Take any scenario where rsync is useful: backups, updating remote / hosted content, etc. KDE is capable of managing all sorts of connections in a graphical environment, rather than console (or dedicated clients for each protocol). There should, then, be a graphical alternative to the rsync command. Reproducible: Always Steps to Reproduce: Select a folder from one [window / tab / panel], and drop it into another panel. This can be a different directory, a USB drive, a remote machine on SMB or FTP, whatever, thanks to KIO magic. The little menu appears with "Move here", "Copy here", "Link here". There should be an option: "Synchronise here"! Expected Results: I would expect this to work as either "rsync -a" or "rsync -a --del", which together cover the majority of usage scenarios.
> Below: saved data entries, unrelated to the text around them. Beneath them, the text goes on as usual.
impl RansacAligner {
    /// Validate `settings` and prepare a single-use aligner
    pub fn new(settings: RansacAlignerSettings) -> Result<Self, AlignmentError> {
        settings.validate()?;
        Ok(Self {
            settings,
            handle: AlignmentHandle::default(),
        })
    }

    /// The status handle for this run. Clone it out before calling
    /// [`align`](RansacAligner::align).
    pub fn handle(&self) -> AlignmentHandle {
        self.handle.clone()
    }

    pub fn settings(&self) -> &RansacAlignerSettings {
        &self.settings
    }

    /// Align `tables` in input order. Consumes the aligner: one invocation
    /// per instance.
    pub fn align(self, tables: &[FeatureTable]) -> Result<AlignmentOutcome, AlignmentError> {
        self.handle.set_state(AlignmentState::Running);
        match self.run(tables) {
            Ok(outcome) => {
                self.handle.set_state(match outcome {
                    AlignmentOutcome::Finished(_) => AlignmentState::Finished,
                    AlignmentOutcome::Canceled => AlignmentState::Canceled,
                });
                Ok(outcome)
            }
            Err(error) => {
                self.handle.set_state(AlignmentState::Failed);
                Err(error)
            }
        }
    }

    /// Pull tables from upstream collaborators, wrapping any read failure
    /// as a processing error, then align.
    pub fn align_sources<I, E>(self, sources: I) -> Result<AlignmentOutcome, AlignmentError>
    where
        I: IntoIterator<Item = Result<FeatureTable, E>>,
        E: Error + Send + Sync + 'static,
    {
        let mut tables = Vec::new();
        for (index, source) in sources.into_iter().enumerate() {
            match source {
                Ok(table) => tables.push(table),
                Err(error) => {
                    self.handle.set_state(AlignmentState::Failed);
                    return Err(AlignmentError::Processing {
                        table: format!("#{index}"),
                        stage: Stage::Read,
                        source: Box::new(error),
                    });
                }
            }
        }
        self.align(&tables)
    }

    fn run(&self, tables: &[FeatureTable]) -> Result<AlignmentOutcome, AlignmentError> {
        if tables.is_empty() {
            return Err(AlignmentError::EmptyInput);
        }

        let total = tables.len();
        let match_settings = self.settings.match_settings();

        if self.handle.is_canceled() {
            return Ok(AlignmentOutcome::Canceled);
        }

        let mut master = MasterRowSet::new(total);
        for row in tables[0].rows() {
            master
                .insert(0, row)
                .map_err(|e| self.merge_failure(&tables[0], e))?;
        }
        self.handle.set_progress(1.0 / total as f64);
        debug!(
            table = tables[0].name(),
            rows = master.len(),
            "seeded master row set"
        );

        for (index, table) in tables.iter().enumerate().skip(1) {
            if self.handle.is_canceled() {
                info!(table = table.name(), "alignment canceled");
                return Ok(AlignmentOutcome::Canceled);
            }
            self.fold_table(&mut master, index, table, &match_settings)?;
            self.handle
                .set_progress((index + 1) as f64 / total as f64);
        }

        let output = master.build(self.settings.output_name.clone(), tables);
        info!(
            rows = output.len(),
            tables = total,
            name = output.name(),
            "alignment finished"
        );
        Ok(AlignmentOutcome::Finished(output))
    }

    /// Match `table` against the master set, correct its retention times,
    /// and merge every one of its rows in.
    fn fold_table(
        &self,
        master: &mut MasterRowSet,
        index: usize,
        table: &FeatureTable,
        match_settings: &MatchSettings,
    ) -> Result<(), AlignmentError> {
        // first pass on raw retention times, to gather fitting observations
        let candidates = candidate_pairs(master.rows(), table.rows(), match_settings);
        let pairs: Vec<RtPair> = candidates
            .iter()
            .map(|m| {
                RtPair::new(
                    table.rows()[m.candidate].rt as f64,
                    master.rows()[m.reference].rt() as f64,
                )
            })
            .collect();

        let threshold = self.settings.inlier_threshold * self.settings.rt_tolerance.nominal_window();
        let seed = self.settings.seed.wrapping_add(index as u64);
        let mut fitter = RansacFitter::new(
            self.settings.model_family,
            threshold,
            self.settings.max_iterations,
            seed,
        );
        let model = match fitter.fit(&pairs) {
            Some(model) => {
                debug!(
                    table = table.name(),
                    inliers = model.inliers.len(),
                    curve = ?model.curve,
                    "fitted retention time correction"
                );
                model
            }
            None => {
                debug!(
                    table = table.name(),
                    observations = pairs.len(),
                    "no usable correction, retention times stay uncorrected"
                );
                AlignmentModel::identity()
            }
        };

        // second pass on corrected retention times settles the assignment
        let corrected: Vec<CorrectedRow<'_>> = table
            .rows()
            .iter()
            .map(|row| CorrectedRow::new(row, model.correct(row.rt as f64) as f32))
            .collect();
        let matches = candidate_pairs(master.rows(), &corrected, match_settings);
        let assignment = assign_greedy(&matches, corrected.len());

        let mut claimed_by: Vec<Option<usize>> = vec![None; corrected.len()];
        for (reference, candidate) in assignment {
            claimed_by[candidate] = Some(reference);
        }

        let mut fresh = 0usize;
        for (j, row) in table.rows().iter().enumerate() {
            let outcome = match claimed_by[j] {
                Some(reference) => master.bind(reference, index, row),
                None => {
                    fresh += 1;
                    master.insert(index, row)
                }
            };
            outcome.map_err(|e| self.merge_failure(table, e))?;
        }
        debug!(
            table = table.name(),
            matched = table.len() - fresh,
            fresh,
            "merged table into master row set"
        );
        Ok(())
    }

    fn merge_failure(&self, table: &FeatureTable, error: MergeError) -> AlignmentError {
        AlignmentError::Processing {
            table: table.name().to_string(),
            stage: Stage::Merge,
            source: Box::new(error),
        }
    }
}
If files are found in the destination that are missing from source (which is when the --del option becomes interesting), a confirmation dialogue should appear, "Delete files in destination folder that are absent in content being dropped?" (similar to overwrite dialogue on copying) -- the behaviour after "yes" corresponds to "rsync -a --del", behaviour after "no" corresponds to "rsync -a". While this will never cover the full versatility of rsync, I think this would provide a very powerful tool for everyday file management -- synchronising between hard discs, cloud, usb discs, backup devices.
I would be willing to look into coding this, but I haven't worked on projects within kde before. Any tips to avoid typical pitfalls when embarking on a task like this? I am already familiar with C++ and have looked at code which uses Qt before.
Allen, it's simplest to just start investigating the issue and trying a patch. If you get stuck, you can ask on the kde-devel mailing list, or on other KDE developer support channels.
KIO implementing rsync is out of scope; KIO can copy/move files/dirs, a simple tool that's not with features, but implementing rsync algorithms would complicate the code too much, and there is already a perfectly good tool (rsync) that does one job, and does it really well.